Мог бы, впрочем, и не писать.
«Л. Рейснер рассказала о Николае Степановиче, – с протокольной невозмутимостью фиксировал биограф Гумилева П. Н. Лукницкий, – что она была невинна, что она очень любила Николая Степановича, совершенно беспамятно любила. А Николай Степанович с ней очень нехорошо поступил – завез ее в какую-то гостиницу и там сделал с ней «все». Правда, потом он предлагал Ларисе Рейснер жениться на ней, и Лариса Рейснер передает последовавший за этим предложением разговор так: она стала говорить, что очень любит Анну Ахматову и очень не хочет сделать ей неприятное.

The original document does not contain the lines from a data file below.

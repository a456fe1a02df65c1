//! Service lifecycle actions with optimistic desired state.

use crate::core::{
    domain::{
        error::ConsoleResult,
        model::{instance::Instance, service::Service},
        value_object::DesiredState,
    },
    infrastructure::api_client::ApiClient,
};
use std::sync::Arc;
use tracing::{info, warn};

/// Issues start/stop/restart and kill requests.
///
/// The service's desired state flips before the request is sent so the UI
/// reflects the intent immediately. If the backend rejects the request the
/// previous desired state is restored.
#[derive(Debug, Clone)]
pub struct ServiceActions {
    api: Arc<ApiClient>,
}

impl ServiceActions {
    pub fn new(api: Arc<ApiClient>) -> Self {
        Self { api }
    }

    pub async fn start_service(&self, service: &Service, skip_children: bool) -> ConsoleResult<()> {
        self.transition(service, DesiredState::Started, "startService", skip_children)
            .await
    }

    pub async fn stop_service(&self, service: &Service, skip_children: bool) -> ConsoleResult<()> {
        self.transition(service, DesiredState::Stopped, "stopService", skip_children)
            .await
    }

    pub async fn restart_service(
        &self,
        service: &Service,
        skip_children: bool,
    ) -> ConsoleResult<()> {
        self.transition(service, DesiredState::Restarting, "restartService", skip_children)
            .await
    }

    /// Undoes a scheduling transition that has not completed yet.
    ///
    /// Returns `Ok(false)` when the service has nothing pending.
    pub async fn cancel_pending(&self, service: &Service) -> ConsoleResult<bool> {
        match service.current_state().as_deref() {
            Some("pending_start") => self.stop_service(service, false).await.map(|_| true),
            Some("pending_stop") | Some("pending_restart") => {
                self.start_service(service, false).await.map(|_| true)
            }
            _ => Ok(false),
        }
    }

    /// Kills one running instance. The backend reschedules it.
    pub async fn kill_instance(&self, instance: &Instance) -> ConsoleResult<()> {
        let model = instance.model();
        let path = format!(
            "/hosts/{}/{}-{}",
            model.host_id, model.service_id, model.instance_id
        );
        self.api.delete(&path).await?;
        instance.touch();
        info!(
            service = %model.service_id,
            instance = model.instance_id,
            host = %model.host_id,
            "Instance killed"
        );
        Ok(())
    }

    async fn transition(
        &self,
        service: &Service,
        state: DesiredState,
        action: &str,
        skip_children: bool,
    ) -> ConsoleResult<()> {
        let path = if skip_children {
            format!("/services/{}/{}?auto=false", service.id(), action)
        } else {
            format!("/services/{}/{}", service.id(), action)
        };

        let previous = service.set_desired_state(state);
        match self.api.put::<()>(&path, None).await {
            Ok(()) => {
                info!(service = %service.id(), action, "Service action accepted");
                Ok(())
            }
            Err(e) => {
                service.set_desired_state(previous);
                warn!(
                    service = %service.id(),
                    action,
                    error = %e,
                    "Service action failed; desired state restored"
                );
                Err(e)
            }
        }
    }
}
pub mod error;
pub mod health;
pub mod model;
pub mod value_object;
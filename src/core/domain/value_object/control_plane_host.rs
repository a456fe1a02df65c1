use crate::core::domain::error::ValidationError;

const MAX_HOSTNAME_LENGTH: usize = 253;
const MAX_LABEL_LENGTH: usize = 63;

/// A validated control plane host name or IPv4 address.
#[derive(Debug, Clone, PartialEq, Eq)]
pub struct ControlPlaneHost(String);

impl ControlPlaneHost {
    /// Validates and wraps a host.
    pub fn new(host: impl Into<String>) -> Result<Self, ValidationError> {
        let host = host.into();
        validate_host(&host)?;
        Ok(Self(host))
    }

    /// Returns the host as a string slice.
    #[must_use]
    pub fn as_str(&self) -> &str {
        &self.0
    }
}

fn validate_label(label: &str) -> Result<(), ValidationError> {
    if label.is_empty() || label.len() > MAX_LABEL_LENGTH {
        return Err(ValidationError::Format(format!(
            "Label must be between 1 and {} characters",
            MAX_LABEL_LENGTH
        )));
    }

    if !label.chars().all(|c| c.is_ascii_alphanumeric() || c == '-') {
        return Err(ValidationError::Format(
            "Label can only contain alphanumeric characters and hyphens".to_string(),
        ));
    }

    if label.starts_with('-') || label.ends_with('-') {
        return Err(ValidationError::Format(
            "Label cannot start or end with hyphen".to_string(),
        ));
    }

    Ok(())
}

/// Validates a host against RFC 1035 label rules. No DNS lookup is made.
pub(crate) fn validate_host(host: &str) -> Result<(), ValidationError> {
    if host.is_empty() {
        return Err(ValidationError::Field {
            field: "host".to_string(),
            message: "Host cannot be empty".to_string(),
        });
    }

    if host.len() > MAX_HOSTNAME_LENGTH {
        return Err(ValidationError::ConstraintViolation(format!(
            "Host length exceeds maximum of {} characters",
            MAX_HOSTNAME_LENGTH
        )));
    }

    host.split('.').try_for_each(validate_label)
}
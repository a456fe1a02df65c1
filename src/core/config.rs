//! Client configuration.

use crate::core::domain::{
    error::ValidationError, health::HealthConfig, value_object::PollFrequency,
};
use std::num::NonZeroU32;
use std::time::Duration;

/// Token-bucket limit applied to every outgoing request.
#[derive(Debug, Clone, Copy, PartialEq, Eq)]
pub struct RateLimitConfig {
    pub requests_per_second: u32,
    pub burst_size: u32,
}

impl RateLimitConfig {
    pub(crate) fn quota(&self) -> Result<governor::Quota, ValidationError> {
        let rate = NonZeroU32::new(self.requests_per_second).ok_or_else(|| {
            ValidationError::Field {
                field: "requests_per_second".to_string(),
                message: "Rate must be greater than zero".to_string(),
            }
        })?;
        let burst = NonZeroU32::new(self.burst_size).ok_or_else(|| ValidationError::Field {
            field: "burst_size".to_string(),
            message: "Burst size must be greater than zero".to_string(),
        })?;
        Ok(governor::Quota::per_second(rate).allow_burst(burst))
    }
}

/// Settings shared by the transport, the synchronizers and the health monitor.
#[derive(Debug, Clone, PartialEq)]
pub struct ClientConfig {
    /// Period of scheduled collection refreshes.
    pub poll_frequency: PollFrequency,
    /// Optional client-side rate limit. Disabled by default.
    pub rate_limit: Option<RateLimitConfig>,
    /// Upper bound for a single HTTP request.
    pub request_timeout: Duration,
    /// Accept self-signed certificates.
    pub accept_invalid_certs: bool,
    pub health: HealthConfig,
}

impl Default for ClientConfig {
    fn default() -> Self {
        Self {
            poll_frequency: PollFrequency::default(),
            rate_limit: None,
            request_timeout: Duration::from_secs(30),
            accept_invalid_certs: false,
            health: HealthConfig::default(),
        }
    }
}
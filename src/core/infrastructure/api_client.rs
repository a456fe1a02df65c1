//! Internal HTTP client for the control plane REST API.

use crate::core::{
    config::ClientConfig,
    domain::{
        error::{ConsoleError, ConsoleResult},
        value_object::ControlPlaneUrl,
    },
};
use governor::DefaultDirectRateLimiter;
use reqwest::{Client, Method, Response};
use serde::Deserialize;
use std::sync::Arc;

/// Error body the backend sends with non-success responses.
#[derive(Debug, Deserialize)]
struct ErrorBody {
    #[serde(rename = "Detail")]
    detail: Option<String>,
}

/// Internal HTTP client that performs JSON requests against the control plane.
///
/// Every request goes through the optional rate limiter. Transport failures
/// map to `ConsoleError::Connection`, non-2xx answers to `ConsoleError::Api`
/// and undecodable bodies to `ConsoleError::Parse`.
#[derive(Debug)]
pub struct ApiClient {
    http_client: Client,
    base_url: ControlPlaneUrl,
    rate_limiter: Option<Arc<DefaultDirectRateLimiter>>,
}

impl ApiClient {
    /// Creates a new `ApiClient`.
    ///
    /// # Errors
    /// Returns `ConsoleError::Validation` for an invalid rate limit and
    /// `ConsoleError::Connection` if the HTTP client cannot be built.
    pub fn new(base_url: ControlPlaneUrl, config: &ClientConfig) -> ConsoleResult<Self> {
        let http_client = Client::builder()
            .danger_accept_invalid_certs(config.accept_invalid_certs)
            .timeout(config.request_timeout)
            .build()
            .map_err(|e| ConsoleError::Connection(e.to_string()))?;

        let rate_limiter = config
            .rate_limit
            .map(|rl| rl.quota().map(|q| Arc::new(DefaultDirectRateLimiter::direct(q))))
            .transpose()?;

        Ok(Self {
            http_client,
            base_url,
            rate_limiter,
        })
    }

    /// Returns the base URL requests are resolved against.
    pub fn base_url(&self) -> &ControlPlaneUrl {
        &self.base_url
    }

    /// Performs a GET request and decodes the JSON body.
    pub async fn get<T>(&self, path: &str) -> ConsoleResult<T>
    where
        T: serde::de::DeserializeOwned,
    {
        let response = self.send(Method::GET, path, None::<&()>).await?;
        Self::decode(response).await
    }

    /// Performs a PUT request with an optional JSON body, discarding the
    /// response body.
    pub async fn put<B>(&self, path: &str, body: Option<&B>) -> ConsoleResult<()>
    where
        B: serde::Serialize,
    {
        self.send(Method::PUT, path, body).await.map(drop)
    }

    /// Performs a DELETE request, discarding the response body.
    pub async fn delete(&self, path: &str) -> ConsoleResult<()> {
        self.send(Method::DELETE, path, None::<&()>).await.map(drop)
    }

    /// Sends a request and turns non-success statuses into errors.
    async fn send<B>(&self, method: Method, path: &str, body: Option<&B>) -> ConsoleResult<Response>
    where
        B: serde::Serialize,
    {
        if let Some(limiter) = &self.rate_limiter {
            limiter.until_ready().await;
        }

        let url = self.base_url.endpoint(path);
        let mut req_builder = self.http_client.request(method, &url);
        if let Some(body) = body {
            req_builder = req_builder.json(body);
        }

        let response = req_builder
            .send()
            .await
            .map_err(|e| ConsoleError::Connection(format!("HTTP request failed: {}", e)))?;

        let status = response.status();
        if !status.is_success() {
            let text = response
                .text()
                .await
                .unwrap_or_else(|_| "unknown".to_string());
            let message = serde_json::from_str::<ErrorBody>(&text)
                .ok()
                .and_then(|body| body.detail)
                .unwrap_or(text);
            return Err(ConsoleError::Api {
                status: status.as_u16(),
                message,
            });
        }

        Ok(response)
    }

    async fn decode<T>(response: Response) -> ConsoleResult<T>
    where
        T: serde::de::DeserializeOwned,
    {
        let bytes = response
            .bytes()
            .await
            .map_err(|e| ConsoleError::Connection(format!("Failed to read response: {}", e)))?;
        serde_json::from_slice(&bytes)
            .map_err(|e| ConsoleError::Parse(format!("Failed to parse response: {}", e)))
    }
}
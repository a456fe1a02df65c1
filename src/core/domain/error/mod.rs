use thiserror::Error;

/// The main error type for control plane console operations.
///
/// This enum represents all possible errors that can occur while talking
/// to the control plane backend or while configuring the client.
#[derive(Error, Debug)]
pub enum ConsoleError {
    /// Represents errors that occur while reaching the backend
    ///
    /// # Fields
    /// * `0` - A description of what went wrong during the request
    #[error("Connection error: {0}")]
    Connection(String),

    /// Represents a non-success HTTP response
    ///
    /// # Fields
    /// * `status` - The HTTP status code returned by the backend
    /// * `message` - The backend's `Detail` message, or the raw body
    #[error("API error ({status}): {message}")]
    Api { status: u16, message: String },

    /// Represents a response body that could not be decoded
    #[error("Parse error: {0}")]
    Parse(String),

    /// Represents an entity missing from the local collection
    #[error("Not found: {0}")]
    NotFound(String),

    /// Represents validation failures with detailed context
    #[error("Validation error: {0}")]
    Validation(#[from] ValidationError),
}

impl ConsoleError {
    /// Returns the HTTP status for `Api` errors.
    pub fn status(&self) -> Option<u16> {
        match self {
            ConsoleError::Api { status, .. } => Some(*status),
            _ => None,
        }
    }
}

/// Specialized error type for validation failures.
///
/// This enum provides detailed context about why a validation
/// failed, including field-specific errors and format violations.
#[derive(Error, Debug, Clone, PartialEq)]
pub enum ValidationError {
    /// Represents a validation failure for a specific field
    ///
    /// # Fields
    /// * `field` - The name of the field that failed validation
    /// * `message` - A detailed message about why validation failed
    #[error("Field '{field}' validation failed: {message}")]
    Field { field: String, message: String },

    /// Represents format/syntax validation failures
    #[error("Format error: {0}")]
    Format(String),

    /// Represents violations of domain constraints
    #[error("Domain constraint violation: {0}")]
    ConstraintViolation(String),
}

/// Type alias for Results that may fail with a ConsoleError
pub type ConsoleResult<T> = Result<T, ConsoleError>;
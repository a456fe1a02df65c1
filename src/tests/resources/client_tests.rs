use crate::{ConsoleError, ControlPlaneClient, DesiredState, PollFrequency, ValidationError};
use std::time::Duration;
use wiremock::{
    Mock, MockServer, ResponseTemplate,
    matchers::{method, path},
};

fn create_client(mock_server: &MockServer) -> ControlPlaneClient {
    ControlPlaneClient::builder()
        .base_url(&format!("{}/", mock_server.uri()))
        .unwrap()
        .build()
        .unwrap()
}

#[test]
fn test_builder_from_parts() {
    let client = ControlPlaneClient::builder()
        .host("controlplane.example.com")
        .unwrap()
        .port(8443)
        .unwrap()
        .secure(true)
        .build()
        .unwrap();
    assert_eq!(
        client.base_url().as_str(),
        "https://controlplane.example.com:8443/"
    );
    assert_eq!(client.poll_frequency(), PollFrequency::default());
}

#[test]
fn test_builder_default_port() {
    let client = ControlPlaneClient::builder()
        .host("localhost")
        .unwrap()
        .build()
        .unwrap();
    assert_eq!(client.base_url().as_str(), "http://localhost:443/");
}

#[test]
fn test_builder_requires_host() {
    let result = ControlPlaneClient::builder().build();
    assert!(matches!(
        result,
        Err(ConsoleError::Validation(ValidationError::Field { ref field, .. })) if field == "host"
    ));
}

#[test]
fn test_builder_rejects_invalid_input() {
    assert!(ControlPlaneClient::builder().host("bad host!").is_err());
    assert!(ControlPlaneClient::builder().port(0).is_err());
    assert!(ControlPlaneClient::builder().base_url("ftp://example.com/").is_err());
    assert!(
        ControlPlaneClient::builder()
            .poll_frequency(Duration::ZERO)
            .is_err()
    );

    let zero_rate = ControlPlaneClient::builder()
        .host("localhost")
        .unwrap()
        .rate_limit(0, 1)
        .build();
    assert!(matches!(zero_rate, Err(ConsoleError::Validation(_))));
}

#[tokio::test]
async fn test_load_server_config_applies_poll_frequency() {
    let mock_server = MockServer::start().await;
    Mock::given(method("GET"))
        .and(path("/config"))
        .respond_with(
            ResponseTemplate::new(200).set_body_json(serde_json::json!({"PollFrequency": 10})),
        )
        .mount(&mock_server)
        .await;

    let client = create_client(&mock_server);
    let frequency = client.load_server_config().await.unwrap();

    assert_eq!(frequency.period(), Duration::from_secs(10));
    assert_eq!(client.poll_frequency(), frequency);
    assert_eq!(client.hosts().poll_frequency(), frequency);
    assert_eq!(client.pools().poll_frequency(), frequency);
    assert_eq!(client.services().poll_frequency(), frequency);
    assert_eq!(client.instances_for("s1").poll_frequency(), frequency);
}

#[tokio::test]
async fn test_load_server_config_updates_active_synchronizer() {
    let mock_server = MockServer::start().await;
    Mock::given(method("GET"))
        .and(path("/config"))
        .respond_with(
            ResponseTemplate::new(200).set_body_json(serde_json::json!({"PollFrequency": 7})),
        )
        .mount(&mock_server)
        .await;

    let client = create_client(&mock_server);
    client.hosts().activate();
    let frequency = client.load_server_config().await.unwrap();

    assert!(client.hosts().is_active());
    assert_eq!(client.hosts().poll_frequency(), frequency);
    client.hosts().deactivate();
}

#[tokio::test]
async fn test_load_server_config_failure_keeps_default() {
    let mock_server = MockServer::start().await;
    Mock::given(method("GET"))
        .and(path("/config"))
        .respond_with(ResponseTemplate::new(404))
        .mount(&mock_server)
        .await;

    let client = create_client(&mock_server);
    assert!(client.load_server_config().await.is_err());
    assert_eq!(client.poll_frequency(), PollFrequency::default());
    assert_eq!(client.services().poll_frequency(), PollFrequency::default());
}

#[tokio::test]
async fn test_zero_server_poll_frequency_rejected() {
    let mock_server = MockServer::start().await;
    Mock::given(method("GET"))
        .and(path("/config"))
        .respond_with(
            ResponseTemplate::new(200).set_body_json(serde_json::json!({"PollFrequency": 0})),
        )
        .mount(&mock_server)
        .await;

    let client = create_client(&mock_server);
    assert!(matches!(
        client.load_server_config().await,
        Err(ConsoleError::Validation(_))
    ));
    assert_eq!(client.poll_frequency(), PollFrequency::default());
}

#[tokio::test]
async fn test_stop_synchronized_service_until_refresh() {
    let mock_server = MockServer::start().await;
    Mock::given(method("GET"))
        .and(path("/services"))
        .respond_with(ResponseTemplate::new(200).set_body_json(serde_json::json!({
            "s1": {"ID": "s1", "Name": "web", "DesiredState": 1, "Instances": 1}
        })))
        .mount(&mock_server)
        .await;
    Mock::given(method("PUT"))
        .and(path("/services/s1/stopService"))
        .respond_with(ResponseTemplate::new(200))
        .expect(1)
        .mount(&mock_server)
        .await;

    let client = create_client(&mock_server);
    client.services().update().await.unwrap();
    let service = client.service("s1").unwrap();
    assert!(matches!(client.service("s2"), Err(ConsoleError::NotFound(_))));

    client.actions().stop_service(&service, false).await.unwrap();
    assert_eq!(service.desired_state(), DesiredState::Stopped);

    // the next refresh carries the backend's desired state again
    client.services().update().await.unwrap();
    assert_eq!(service.desired_state(), DesiredState::Started);
}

И будто бы Николай Степанович на это ответил ей такой фразой: «К сожалению, я уже ничем не могу причинить Анне Андреевне неприятность».
«Гостиницей», упомянутой Рейснер, были меблированные комнаты «Ира» на Николаевской улице, в двух шагах от Невского проспекта, которые и стали постоянным прибежищем для любовников на несколько феерических осенних недель. И, по всей вероятности, Гумилев-соблазнитель был ошеломлен происходящим не меньше, чем соблазненная им жертва. Во всяком случае, ему стало уже не до экзаменов! Размеренная жизнь, которую он вел в Петрограде в августе – сентябре, рухнула в одночасье, а вместе с ней обрушились и надежды на благополучное получение чина. Тактику и топографическую съемку он безнадежно завалил, а на фортификацию и конно-саперное дело не явился вовсе. Чтобы сохранить право на весеннюю переэкзаменовку, пришлось прибегнуть к помощи знакомых врачей в «Лазарете деятелей искусства», которые обеспечили медицинское свидетельство об уважительной причине неявки. Сергей Ауследнер вспоминал о странном свидании с чрезвычайно бодрым и энергичным Гумилевым в стенах лазарета на Петроградской стороне осенью 1916 года: «Он сидел на кровати и играл с кем-то в шашки. Мы встретились запросто (я тоже был в военной форме), посидели некоторое время, потом он решил потихоньку удрать… Он просил меня помочь ему пронести шинель. Сам он был в больших сапогах, и от него пахло кожей. Мы выбрались из лазарета благополучно. В этом поступке было что-то казарменное и озорное. На ходу сели в трамвай. Затем простились. Весело и бодро он соскочил с трамвая и побежал на Галерную. На нем была длинная кавалерийская шинель. Я смотрел ему вслед».